pub mod initialize_hook;
pub mod set_global_max_adj_rate;
pub mod set_poker;
pub mod pause_hook;
pub mod unpause_hook;
pub mod activate_and_configure_pool;
pub mod activate_pool;
pub mod deactivate_pool;
pub mod set_pool_params;
pub mod poke;
pub mod compute_fee_update;

pub use initialize_hook::*;
pub use set_global_max_adj_rate::*;
pub use set_poker::*;
pub use pause_hook::*;
pub use unpause_hook::*;
pub use activate_and_configure_pool::*;
pub use activate_pool::*;
pub use deactivate_pool::*;
pub use set_pool_params::*;
pub use poke::*;
pub use compute_fee_update::*;
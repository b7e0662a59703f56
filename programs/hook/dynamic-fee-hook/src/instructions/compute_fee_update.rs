// Compute Fee Update Instruction
//
// Read-only preview of what poke would do with the same ratio. The result
// is returned as instruction return data.

use anchor_lang::prelude::*;

use crate::{constants::*, fee_engine::DynamicFeeEngine, state::*};

#[derive(Accounts)]
pub struct ComputeFeeUpdate<'info> {
    #[account(
        seeds = [HOOK_CONFIG_SEED],
        bump = hook_config.bump,
    )]
    pub hook_config: Account<'info, HookConfig>,

    #[account(
        seeds = [POOL_STATE_SEED, pool_state.pool.as_ref()],
        bump = pool_state.bump,
    )]
    pub pool_state: Account<'info, PoolState>,

    #[account(
        seeds = [FEE_SLOT_SEED, pool_state.key().as_ref()],
        bump = fee_slot.bump,
    )]
    pub fee_slot: Account<'info, PoolFeeSlot>,
}

impl<'info> ComputeFeeUpdate<'info> {
    pub fn compute_fee_update(&self, current_ratio: u128) -> Result<FeeUpdatePreview> {
        let now = Clock::get()?.unix_timestamp;
        self.pool_state.compute_fee_update(
            &DynamicFeeEngine,
            current_ratio,
            self.hook_config.global_max_adj_rate,
            now,
            &*self.fee_slot,
        )
    }
}
// Pool Parameters
//
// Owner-set fee policy for one pool. Validated on every write against the
// global bounds in constants.rs.

use anchor_lang::prelude::*;

use crate::{constants::*, errors::*};

#[derive(AnchorSerialize, AnchorDeserialize, InitSpace, Clone, Copy, Debug, Default, PartialEq, Eq)]
pub struct PoolParams {
    pub min_fee: u32,              // Fee floor (hundredths of a bip)
    pub max_fee: u32,              // Fee ceiling
    pub base_max_fee_delta: u32,   // Largest un-amplified step per poke
    pub min_period: u64,           // Cooldown between pokes (seconds)
    pub lookback_period: u64,      // EMA window (pokes)
    pub ratio_tolerance: u128,     // Half-width of the in-bounds band (WAD fraction)
    pub linear_slope: u128,        // Fee sensitivity to deviation (WAD)
    pub max_current_ratio: u128,   // Ceiling on reported and target ratios (WAD)
    pub lower_side_factor: u128,   // Multiplier when below the band (WAD)
    pub upper_side_factor: u128,   // Multiplier when above the band (WAD)
}

impl PoolParams {
    pub fn validate(&self) -> Result<()> {
        // Fee bounds
        require!(self.min_fee >= MIN_FEE, HookError::InvalidFee);
        require!(self.min_fee <= self.max_fee, HookError::InvalidFee);
        require!(self.max_fee <= MAX_FEE, HookError::InvalidFee);

        require!(
            self.base_max_fee_delta >= 1 && self.base_max_fee_delta <= MAX_FEE,
            HookError::InvalidParameter
        );

        require!(
            (MIN_PERIOD..=MAX_PERIOD).contains(&self.min_period),
            HookError::InvalidParameter
        );
        require!(
            (MIN_LOOKBACK_PERIOD..=MAX_LOOKBACK_PERIOD).contains(&self.lookback_period),
            HookError::InvalidParameter
        );
        require!(
            (MIN_RATIO_TOLERANCE..=MAX_RATIO_TOLERANCE).contains(&self.ratio_tolerance),
            HookError::InvalidParameter
        );

        // Multipliers share the [0.1x, 10x] band
        for multiplier in [
            self.linear_slope,
            self.lower_side_factor,
            self.upper_side_factor,
        ] {
            require!(
                (MIN_MULTIPLIER..=MAX_MULTIPLIER).contains(&multiplier),
                HookError::InvalidParameter
            );
        }

        require!(
            self.max_current_ratio > 0 && self.max_current_ratio <= MAX_CURRENT_RATIO,
            HookError::InvalidParameter
        );

        Ok(())
    }

    pub fn contains_fee(&self, fee: u32) -> bool {
        fee >= self.min_fee && fee <= self.max_fee
    }

    // Reported ratios must be positive and under the sanity ceiling
    pub fn is_valid_ratio(&self, ratio: u128) -> bool {
        ratio > 0 && ratio <= self.max_current_ratio
    }
}
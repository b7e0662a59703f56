use anchor_lang::prelude::*;

/* ----------------------------- Fee controller ----------------------------- */

#[event]
pub struct FeeUpdated {
    pub pool: Pubkey,
    pub old_fee: u32,
    pub new_fee: u32,
    pub old_target_ratio: u128,
    pub new_target_ratio: u128,
    pub last_oob_was_upper: bool,
    pub consecutive_oob_hits: u32,
    pub timestamp: i64,
}

#[event]
pub struct PoolConfigured {
    pub pool: Pubkey,
    pub initial_fee: u32,
    pub initial_target_ratio: u128,
    pub min_fee: u32,
    pub max_fee: u32,
}

#[event]
pub struct PoolActivated {
    pub pool: Pubkey,
}

#[event]
pub struct PoolDeactivated {
    pub pool: Pubkey,
}

#[event]
pub struct PoolParamsUpdated {
    pub pool: Pubkey,
    pub min_fee: u32,
    pub max_fee: u32,
    pub min_period: u64,
    pub max_current_ratio: u128,
    pub target_ratio: u128,
}

/* ------------------------------- Hook admin ------------------------------- */

#[event]
pub struct GlobalMaxAdjRateUpdated {
    pub old_rate: u128,
    pub new_rate: u128,
}

#[event]
pub struct PokerUpdated {
    pub old_poker: Pubkey,
    pub new_poker: Pubkey,
}

#[event]
pub struct HookPaused {
    pub by: Pubkey,
}

#[event]
pub struct HookUnpaused {
    pub by: Pubkey,
}

/* ----------------------------- Rehypothecation ---------------------------- */

#[event]
pub struct YieldSourceUpdated {
    pub currency: Pubkey,
    pub old_yield_source: Pubkey,
    pub new_yield_source: Pubkey,
    pub migrated_assets: u128,
}

#[event]
pub struct ReHypothecatedLiquidityAdded {
    pub owner: Pubkey,
    pub shares: u128,
    pub amount0: u128,
    pub amount1: u128,
}

#[event]
pub struct ReHypothecatedLiquidityRemoved {
    pub owner: Pubkey,
    pub shares: u128,
    pub amount0: u128,
    pub amount1: u128,
}

#[event]
pub struct JitLiquidityExecuted {
    pub pool: Pubkey,
    pub tick_lower: i32,
    pub tick_upper: i32,
    pub liquidity_delta: i128,
}

#[event]
pub struct JitSettled {
    pub pool: Pubkey,
    pub amount0: i128,
    pub amount1: i128,
}
pub mod fee_slot;
pub mod guards;
pub mod hook_config;
pub mod pool_params;
pub mod pool_state;

pub use fee_slot::*;
pub use guards::*;
pub use hook_config::*;
pub use pool_params::*;
pub use pool_state::*;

________________

## What is required
Reproduce every record above exactly as it is written.

## Solution below
pub mod initialize_hook;
pub mod set_global_max_adj_rate;
pub mod set_poker;
pub mod pause_hook;
pub mod unpause_hook;
pub mod activate_and_configure_pool;
pub mod activate_pool;
pub mod deactivate_pool;
pub mod set_pool_params;
pub mod poke;
pub mod compute_fee_update;

pub use initialize_hook::*;
pub use set_global_max_adj_rate::*;
pub use set_poker::*;
pub use pause_hook::*;
pub use unpause_hook::*;
pub use activate_and_configure_pool::*;
pub use activate_pool::*;
pub use deactivate_pool::*;
pub use set_pool_params::*;
pub use poke::*;
pub use compute_fee_update::*;
repository b7e0662a59703f56
filename programs/hook/dynamic-fee-hook/src/instructions/compute_fee_update.rs
// Compute Fee Update Instruction
//
// Read-only preview of what poke would do with the same ratio. The result
// is returned as instruction return data.

use anchor_lang::prelude::*;

use crate::{constants::*, fee_engine::DynamicFeeEngine, state::*};

#[derive(Accounts)]
pub struct ComputeFeeUpdate<'info> {
    #[account(
        seeds = [HOOK_CONFIG_SEED],
        bump = hook_config.bump,
    )]
    pub hook_config: Account<'info, HookConfig>,

    #[account(
        seeds = [POOL_STATE_SEED, pool_state.pool.as_ref()],
        bump = pool_state.bump,
    )]
    pub pool_state: Account<'info, PoolState>,

    #[account(
        seeds = [FEE_SLOT_SEED, pool_state.key().as_ref()],
        bump = fee_slot.bump,
    )]
    pub fee_slot: Account<'info, PoolFeeSlot>,
}

impl<'info> ComputeFeeUpdate<'info> {
    pub fn compute_fee_update(&self, current_ratio: u128) -> Result<FeeUpdatePreview> {
        let now = Clock::get()?.unix_timestamp;
        self.pool_state.compute_fee_update(
            &DynamicFeeEngine,
            current_ratio,
            self.hook_config.global_max_adj_rate,
            now,
            &*self.fee_slot,
        )
    }
}
// Pool Parameters
//
// Owner-set fee policy for one pool. Validated on every write against the
// global bounds in constants.rs.

use anchor_lang::prelude::*;

use crate::{constants::*, errors::*};

#[derive(AnchorSerialize, AnchorDeserialize, InitSpace, Clone, Copy, Debug, Default, PartialEq, Eq)]
pub struct PoolParams {
    pub min_fee: u32,              // Fee floor (hundredths of a bip)
    pub max_fee: u32,              // Fee ceiling
    pub base_max_fee_delta: u32,   // Largest un-amplified step per poke
    pub min_period: u64,           // Cooldown between pokes (seconds)
    pub lookback_period: u64,      // EMA window (pokes)
    pub ratio_tolerance: u128,     // Half-width of the in-bounds band (WAD fraction)
    pub linear_slope: u128,        // Fee sensitivity to deviation (WAD)
    pub max_current_ratio: u128,   // Ceiling on reported and target ratios (WAD)
    pub lower_side_factor: u128,   // Multiplier when below the band (WAD)
    pub upper_side_factor: u128,   // Multiplier when above the band (WAD)
}

impl PoolParams {
    pub fn validate(&self) -> Result<()> {
        // Fee bounds
        require!(self.min_fee >= MIN_FEE, HookError::InvalidFee);
        require!(self.min_fee <= self.max_fee, HookError::InvalidFee);
        require!(self.max_fee <= MAX_FEE, HookError::InvalidFee);

        require!(
            self.base_max_fee_delta >= 1 && self.base_max_fee_delta <= MAX_FEE,
            HookError::InvalidParameter
        );

        require!(
            (MIN_PERIOD..=MAX_PERIOD).contains(&self.min_period),
            HookError::InvalidParameter
        );
        require!(
            (MIN_LOOKBACK_PERIOD..=MAX_LOOKBACK_PERIOD).contains(&self.lookback_period),
            HookError::InvalidParameter
        );
        require!(
            (MIN_RATIO_TOLERANCE..=MAX_RATIO_TOLERANCE).contains(&self.ratio_tolerance),
            HookError::InvalidParameter
        );

        // Multipliers share the [0.1x, 10x] band
        for multiplier in [
            self.linear_slope,
            self.lower_side_factor,
            self.upper_side_factor,
        ] {
            require!(
                (MIN_MULTIPLIER..=MAX_MULTIPLIER).contains(&multiplier),
                HookError::InvalidParameter
            );
        }

        require!(
            self.max_current_ratio > 0 && self.max_current_ratio <= MAX_CURRENT_RATIO,
            HookError::InvalidParameter
        );

        Ok(())
    }

    pub fn contains_fee(&self, fee: u32) -> bool {
        fee >= self.min_fee && fee <= self.max_fee
    }

    // Reported ratios must be positive and under the sanity ceiling
    pub fn is_valid_ratio(&self, ratio: u128) -> bool {
        ratio > 0 && ratio <= self.max_current_ratio
    }
}
repository b7e0662a59703f56
use anchor_lang::prelude::*;

/* ----------------------------- Fee controller ----------------------------- */

#[event]
pub struct FeeUpdated {
    pub pool: Pubkey,
    pub old_fee: u32,
    pub new_fee: u32,
    pub old_target_ratio: u128,
    pub new_target_ratio: u128,
    pub last_oob_was_upper: bool,
    pub consecutive_oob_hits: u32,
    pub timestamp: i64,
}

#[event]
pub struct PoolConfigured {
    pub pool: Pubkey,
    pub initial_fee: u32,
    pub initial_target_ratio: u128,
    pub min_fee: u32,
    pub max_fee: u32,
}

#[event]
pub struct PoolActivated {
    pub pool: Pubkey,
}

#[event]
pub struct PoolDeactivated {
    pub pool: Pubkey,
}

#[event]
pub struct PoolParamsUpdated {
    pub pool: Pubkey,
    pub min_fee: u32,
    pub max_fee: u32,
    pub min_period: u64,
    pub max_current_ratio: u128,
    pub target_ratio: u128,
}

/* ------------------------------- Hook admin ------------------------------- */

#[event]
pub struct GlobalMaxAdjRateUpdated {
    pub old_rate: u128,
    pub new_rate: u128,
}

#[event]
pub struct PokerUpdated {
    pub old_poker: Pubkey,
    pub new_poker: Pubkey,
}

#[event]
pub struct HookPaused {
    pub by: Pubkey,
}

#[event]
pub struct HookUnpaused {
    pub by: Pubkey,
}

/* ----------------------------- Rehypothecation ---------------------------- */

#[event]
pub struct YieldSourceUpdated {
    pub currency: Pubkey,
    pub old_yield_source: Pubkey,
    pub new_yield_source: Pubkey,
    pub migrated_assets: u128,
}

#[event]
pub struct ReHypothecatedLiquidityAdded {
    pub owner: Pubkey,
    pub shares: u128,
    pub amount0: u128,
    pub amount1: u128,
}

#[event]
pub struct ReHypothecatedLiquidityRemoved {
    pub owner: Pubkey,
    pub shares: u128,
    pub amount0: u128,
    pub amount1: u128,
}

#[event]
pub struct JitLiquidityExecuted {
    pub pool: Pubkey,
    pub tick_lower: i32,
    pub tick_upper: i32,
    pub liquidity_delta: i128,
}

#[event]
pub struct JitSettled {
    pub pool: Pubkey,
    pub amount0: i128,
    pub amount1: i128,
}
pub mod fee_slot;
pub mod guards;
pub mod hook_config;
pub mod pool_params;
pub mod pool_state;

pub use fee_slot::*;
pub use guards::*;
pub use hook_config::*;
pub use pool_params::*;
pub use pool_state::*;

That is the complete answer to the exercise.